Another point of contention between the Tata Group and Mistry was the presence of Article 75 in the Articles of Association of the Tata Group. This article grants the company the authority to acquire shares from a minority or small shareholder at a fair market value. Concerned that the Tata Group might utilize this provision to attempt a buyout of the SP Group, the latter urged the Company Law Tribunals and the Supreme Court to not allow the same to be used. Additionally, the Mistry camp alleged that the Tata Group had made several commercial decisions that failed to achieve the desired outcomes, resulting in more losses tothe minority shareholders as compared to majority shareholders. However, the Supreme Court did not address the issues regarding the rights and protection of minority shareholders, although it did not consider Article 75 as oppressive and rejected the allegations of mismanagement against the Tata Group of Companies.The Court acknowledged that Article 75 serves as an exit option for shareholders. Consequently, the Apex Court stated, “We cannot adjudicate on fair compensation. We will leave it to the parties to pursue the Article 75 route or any other legally available option.”
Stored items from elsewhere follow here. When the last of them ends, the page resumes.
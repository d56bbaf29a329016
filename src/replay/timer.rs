//! Tokio driver for a local replay.
//!
//! [`ReplayTimer`] spawns a task that calls [`ReplayEngine::tick`] once per
//! tick period and listens for [`ReplayControl`] messages in between.

use super::{ReplayEngine, ReplayError, ReplayState, TickOutcome};
use chrono::{DateTime, Utc};
use std::sync::{Arc, Mutex, MutexGuard, PoisonError};
use std::time::Duration;
use tokio::sync::mpsc;
use tokio::task::JoinHandle;
use tokio::time::{sleep_until, timeout, Instant};

/// Engine shared between the timer task and the caller
pub type SharedEngine = Arc<Mutex<ReplayEngine>>;

pub(crate) fn lock(engine: &Mutex<ReplayEngine>) -> MutexGuard<'_, ReplayEngine> {
    engine.lock().unwrap_or_else(PoisonError::into_inner)
}

/// Messages accepted by a running timer
#[derive(Debug, Clone, Copy, PartialEq)]
pub enum ReplayControl {
    Pause,
    Resume,
    SetSpeed(f64),
    Stop,
}

/// Spawns timer tasks
pub struct ReplayTimer;

impl ReplayTimer {
    /// Starts a local replay on `engine` and drives it.
    pub fn start(
        engine: SharedEngine,
        start_time: DateTime<Utc>,
        speed: f64,
        show_historical: bool,
    ) -> Result<ReplayTimerHandle, ReplayError> {
        lock(&engine).start(start_time, speed, show_historical)?;
        Ok(Self::spawn(engine))
    }

    /// Drives an engine whose session was already started.
    pub fn spawn(engine: SharedEngine) -> ReplayTimerHandle {
        let (control_tx, control_rx) = mpsc::unbounded_channel();
        let task = tokio::spawn(run(engine, control_rx));
        ReplayTimerHandle {
            control: control_tx,
            task,
        }
    }
}

/// Handle to a running timer task
#[derive(Debug)]
pub struct ReplayTimerHandle {
    control: mpsc::UnboundedSender<ReplayControl>,
    task: JoinHandle<()>,
}

impl ReplayTimerHandle {
    pub fn pause(&self) -> Result<(), ReplayError> {
        self.send(ReplayControl::Pause)
    }

    pub fn resume(&self) -> Result<(), ReplayError> {
        self.send(ReplayControl::Resume)
    }

    pub fn set_speed(&self, speed: f64) -> Result<(), ReplayError> {
        super::validate_speed(speed)?;
        self.send(ReplayControl::SetSpeed(speed))
    }

    /// Cancels the pending tick and stops the replay (restoring the
    /// original series).
    pub fn stop(&self) -> Result<(), ReplayError> {
        self.send(ReplayControl::Stop)
    }

    fn send(&self, control: ReplayControl) -> Result<(), ReplayError> {
        self.control
            .send(control)
            .map_err(|_| ReplayError::NotRunning)
    }

    pub fn is_finished(&self) -> bool {
        self.task.is_finished()
    }

    /// Waits for the task to end, aborting it after `limit`.
    ///
    /// Returns false if the task had to be aborted.
    pub async fn join(mut self, limit: Duration) -> bool {
        match timeout(limit, &mut self.task).await {
            Ok(_) => true,
            Err(_) => {
                tracing::warn!("Replay timer did not finish within {:?}, aborting", limit);
                self.task.abort();
                false
            }
        }
    }
}

pub(super) async fn wait_until(deadline: Option<Instant>) {
    match deadline {
        Some(deadline) => sleep_until(deadline).await,
        None => std::future::pending().await,
    }
}

async fn run(engine: SharedEngine, mut control: mpsc::UnboundedReceiver<ReplayControl>) {
    let (interval, grace) = {
        let engine = lock(&engine);
        (engine.tick_interval(), engine.config().restore_grace)
    };
    let Some(mut interval) = interval else {
        tracing::debug!("Replay timer spawned without a session");
        return;
    };
    let mut deadline = Some(Instant::now() + interval);

    loop {
        tokio::select! {
            message = control.recv() => {
                let mut engine = lock(&engine);
                let result = match message {
                    Some(ReplayControl::Pause) => {
                        deadline = None;
                        engine.pause()
                    }
                    Some(ReplayControl::Resume) => {
                        let result = engine.resume();
                        deadline = Some(Instant::now() + interval);
                        result
                    }
                    Some(ReplayControl::SetSpeed(speed)) => {
                        let result = engine.set_speed(speed);
                        if let Some(next) = engine.tick_interval() {
                            interval = next;
                        }
                        if engine.state() == ReplayState::Running {
                            deadline = Some(Instant::now() + interval);
                        }
                        result
                    }
                    Some(ReplayControl::Stop) | None => {
                        engine.stop();
                        tracing::info!(symbol = engine.symbol(), "Replay timer stopped");
                        return;
                    }
                };
                if let Err(err) = result {
                    tracing::warn!("Replay control rejected: {}", err);
                }
            }

            _ = wait_until(deadline) => {
                let outcome = lock(&engine).tick();
                match outcome {
                    Ok(TickOutcome::Applied(_)) | Ok(TickOutcome::Idle) => {
                        deadline = Some(Instant::now() + interval);
                    }
                    Ok(TickOutcome::Completed) => break,
                    Err(err) => {
                        // MalformedBar already aborted and restored
                        tracing::warn!("Replay tick failed: {}", err);
                        if lock(&engine).state() == ReplayState::Stopped {
                            return;
                        }
                        deadline = Some(Instant::now() + interval);
                    }
                }
            }
        }
    }

    // Let the final bar settle before restoring the original series
    let restore_at = Instant::now() + grace;
    loop {
        tokio::select! {
            _ = sleep_until(restore_at) => {
                lock(&engine).restore_if_pending();
                return;
            }
            message = control.recv() => match message {
                Some(ReplayControl::Stop) | None => {
                    lock(&engine).stop();
                    return;
                }
                Some(other) => {
                    tracing::debug!("Ignoring {:?} after completion", other);
                }
            }
        }
    }
}

#[cfg(test)]
mod tests {
    use super::*;
    use crate::bar::Timeframe;
    use crate::replay::test_support::bars_with_closes;
    use crate::replay::{ReplayConfig, ReplayStatus};
    use chrono::TimeZone;
    use tokio::time::sleep;

    fn shared_engine(closes: &[f64]) -> SharedEngine {
        let mut engine = ReplayEngine::new(ReplayConfig::default());
        engine
            .load("GOLD", Timeframe::OneHour, bars_with_closes(closes))
            .unwrap();
        Arc::new(Mutex::new(engine))
    }

    fn start_time() -> DateTime<Utc> {
        Utc.with_ymd_and_hms(2024, 1, 2, 0, 0, 0).unwrap()
    }

    fn applied(engine: &SharedEngine) -> usize {
        lock(engine).store().len()
    }

    #[tokio::test(start_paused = true)]
    async fn test_ticks_follow_base_interval() {
        let engine = shared_engine(&[1.0, 2.0, 3.0, 4.0]);
        let _handle = ReplayTimer::start(engine.clone(), start_time(), 1.0, false).unwrap();

        sleep(Duration::from_millis(2500)).await;
        assert_eq!(applied(&engine), 2);

        sleep(Duration::from_millis(1000)).await;
        assert_eq!(applied(&engine), 3);
    }

    #[tokio::test(start_paused = true)]
    async fn test_pause_holds_cursor_and_resume_continues() {
        let engine = shared_engine(&[1.0, 2.0, 3.0, 4.0]);
        let handle = ReplayTimer::start(engine.clone(), start_time(), 1.0, false).unwrap();

        sleep(Duration::from_millis(1500)).await;
        handle.pause().unwrap();
        sleep(Duration::from_secs(10)).await;
        assert_eq!(applied(&engine), 1);
        assert_eq!(lock(&engine).state(), ReplayState::Paused);

        handle.resume().unwrap();
        sleep(Duration::from_millis(1500)).await;

        let closes: Vec<f64> = lock(&engine).store().bars().iter().map(|b| b.close).collect();
        assert_eq!(closes, vec![1.0, 2.0]);
    }

    #[tokio::test(start_paused = true)]
    async fn test_speed_change_rearms_period() {
        let engine = shared_engine(&[1.0, 2.0, 3.0, 4.0, 5.0]);
        let handle = ReplayTimer::start(engine.clone(), start_time(), 1.0, false).unwrap();

        sleep(Duration::from_millis(1100)).await;
        handle.set_speed(4.0).unwrap();
        sleep(Duration::from_millis(600)).await;

        assert_eq!(applied(&engine), 3);
        assert_eq!(lock(&engine).session().unwrap().speed_multiplier, 4.0);
    }

    #[tokio::test(start_paused = true)]
    async fn test_completion_restores_after_grace() {
        let engine = shared_engine(&[1.0, 2.0, 3.0]);
        let statuses = Arc::new(Mutex::new(Vec::new()));
        let sink = statuses.clone();
        lock(&engine).subscribe_status(move |s| sink.lock().unwrap().push(s.clone()));

        let start = start_time() + chrono::Duration::hours(1);
        let handle = ReplayTimer::start(engine.clone(), start, 1.0, false).unwrap();

        // two bars, then the completing tick at 3s
        sleep(Duration::from_millis(3100)).await;
        assert_eq!(lock(&engine).state(), ReplayState::Stopped);
        assert_eq!(applied(&engine), 2);

        sleep(Duration::from_millis(500)).await;
        assert!(handle.join(Duration::from_secs(1)).await);
        assert_eq!(applied(&engine), 3);
        assert!(statuses
            .lock()
            .unwrap()
            .contains(&ReplayStatus::Completed { bars_replayed: 2 }));
        assert!(statuses
            .lock()
            .unwrap()
            .contains(&ReplayStatus::Restored { bars: 3 }));
    }

    #[tokio::test(start_paused = true)]
    async fn test_stop_cancels_pending_tick() {
        let engine = shared_engine(&[1.0, 2.0, 3.0]);
        let handle = ReplayTimer::start(engine.clone(), start_time(), 1.0, false).unwrap();

        sleep(Duration::from_millis(1500)).await;
        handle.stop().unwrap();
        assert!(handle.join(Duration::from_secs(1)).await);

        let engine = lock(&engine);
        assert_eq!(engine.state(), ReplayState::Stopped);
        assert_eq!(engine.store().bars(), engine.original_bars());
    }

    #[tokio::test(start_paused = true)]
    async fn test_start_without_data_does_not_spawn() {
        let engine = shared_engine(&[1.0]);
        let late = start_time() + chrono::Duration::days(1);
        let result = ReplayTimer::start(engine.clone(), late, 1.0, true);
        assert!(matches!(result, Err(ReplayError::NoReplayData)));
    }
}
Furthermore, the Supreme Court dismissed the plea from the Mistry Group opposing the conversion of Tata Sons from a public limited company to a private limited company. The valuation of the company’s stake was not addressed by the Court. However, during the hearing, the Mistry family, one of India’s oldest business families, valued its stake at Rs 1.76 trillion, while the Tatagroup pegged it far below at up to Rs 80,000 crores.

The Court occasionally appeared to take a middle approach, suggesting that an amicable separation should be encouraged. However, whether the Mistry Group will adopt this approach remains uncertain. The latest developments indicate that the Mistry Group is unwilling to compromise.On the other hand, welcoming his victory in the case, Ratan Tata, the Chairman Emeritus of Tata Group, tweeted: “We would like to express our grateful appreciation of the judgement passed and upheld by the Supreme Court today. It reinforces the value system and the ethics of our judiciary.”

The Tata-Mistry saga calls for a proactive approach in enhancing corporate governance practices and ensuring that the principles of fairness, transparency, and accountability are upheld. It presents an opportunity for companies to learn from the shortcomings identified in the case and implement measures that promote a culture of ethical conduct, responsible decision-making, and inclusive governance.It demonstrates how difficult it is for the minority shareholders to avail a remedy for oppression and mismanagement in the company. The case serves as a reminder that strong corporate governance is essential for the long-term success, sustainability, and reputation of a company. By addressing the issues of oppression and mismanagement by making special provisions for minority protection in the Articles of Association, companies can foster a culture of trust, integrity, and fairness, benefiting all stakeholders involved.

CONCLUSION

The Companies Act of 2013 provides a framework to ensure transparency, accountability, and good governance within corporate entities. However, instances of oppression and mismanagement continue to occur, undermining the principles and objectives of the Act.The consequences of oppression and mismanagement within companies can be severe. They can lead to a loss of investor confidence, hamper the growth and sustainability of businesses, and harm the interests of shareholders and stakeholders. Additionally, employees may suffer from unfair treatment, limited career opportunities, and a hostile work environment.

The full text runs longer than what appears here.